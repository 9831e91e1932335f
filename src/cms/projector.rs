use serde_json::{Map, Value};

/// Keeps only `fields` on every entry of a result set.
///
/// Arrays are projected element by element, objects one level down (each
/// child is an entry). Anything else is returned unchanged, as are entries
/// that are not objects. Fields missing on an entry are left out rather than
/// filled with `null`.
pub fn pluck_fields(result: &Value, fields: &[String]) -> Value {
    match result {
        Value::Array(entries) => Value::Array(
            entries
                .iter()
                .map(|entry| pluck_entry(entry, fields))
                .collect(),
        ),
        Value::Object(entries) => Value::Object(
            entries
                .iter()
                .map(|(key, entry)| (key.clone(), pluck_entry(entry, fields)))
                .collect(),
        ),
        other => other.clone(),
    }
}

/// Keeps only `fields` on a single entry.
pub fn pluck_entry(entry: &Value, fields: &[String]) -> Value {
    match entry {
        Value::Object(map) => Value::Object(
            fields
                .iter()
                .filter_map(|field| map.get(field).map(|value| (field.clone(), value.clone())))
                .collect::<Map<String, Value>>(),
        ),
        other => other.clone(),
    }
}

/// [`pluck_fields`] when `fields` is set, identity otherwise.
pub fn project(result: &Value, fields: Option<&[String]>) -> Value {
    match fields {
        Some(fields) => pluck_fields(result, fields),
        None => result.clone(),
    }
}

### What to work on
Exactly as given, set down all of the lines above.

### Task solution
repository 9831e91e1932335f
filename src/cms/projector.rs
use serde_json::{Map, Value};

/// Keeps only `fields` on every entry of a result set.
///
/// Arrays are projected element by element, objects one level down (each
/// child is an entry). Anything else is returned unchanged, as are entries
/// that are not objects. Fields missing on an entry are left out rather than
/// filled with `null`.
pub fn pluck_fields(result: &Value, fields: &[String]) -> Value {
    match result {
        Value::Array(entries) => Value::Array(
            entries
                .iter()
                .map(|entry| pluck_entry(entry, fields))
                .collect(),
        ),
        Value::Object(entries) => Value::Object(
            entries
                .iter()
                .map(|(key, entry)| (key.clone(), pluck_entry(entry, fields)))
                .collect(),
        ),
        other => other.clone(),
    }
}

/// Keeps only `fields` on a single entry.
pub fn pluck_entry(entry: &Value, fields: &[String]) -> Value {
    match entry {
        Value::Object(map) => Value::Object(
            fields
                .iter()
                .filter_map(|field| map.get(field).map(|value| (field.clone(), value.clone())))
                .collect::<Map<String, Value>>(),
        ),
        other => other.clone(),
    }
}

/// [`pluck_fields`] when `fields` is set, identity otherwise.
pub fn project(result: &Value, fields: Option<&[String]>) -> Value {
    match fields {
        Some(fields) => pluck_fields(result, fields),
        None => result.clone(),
    }
}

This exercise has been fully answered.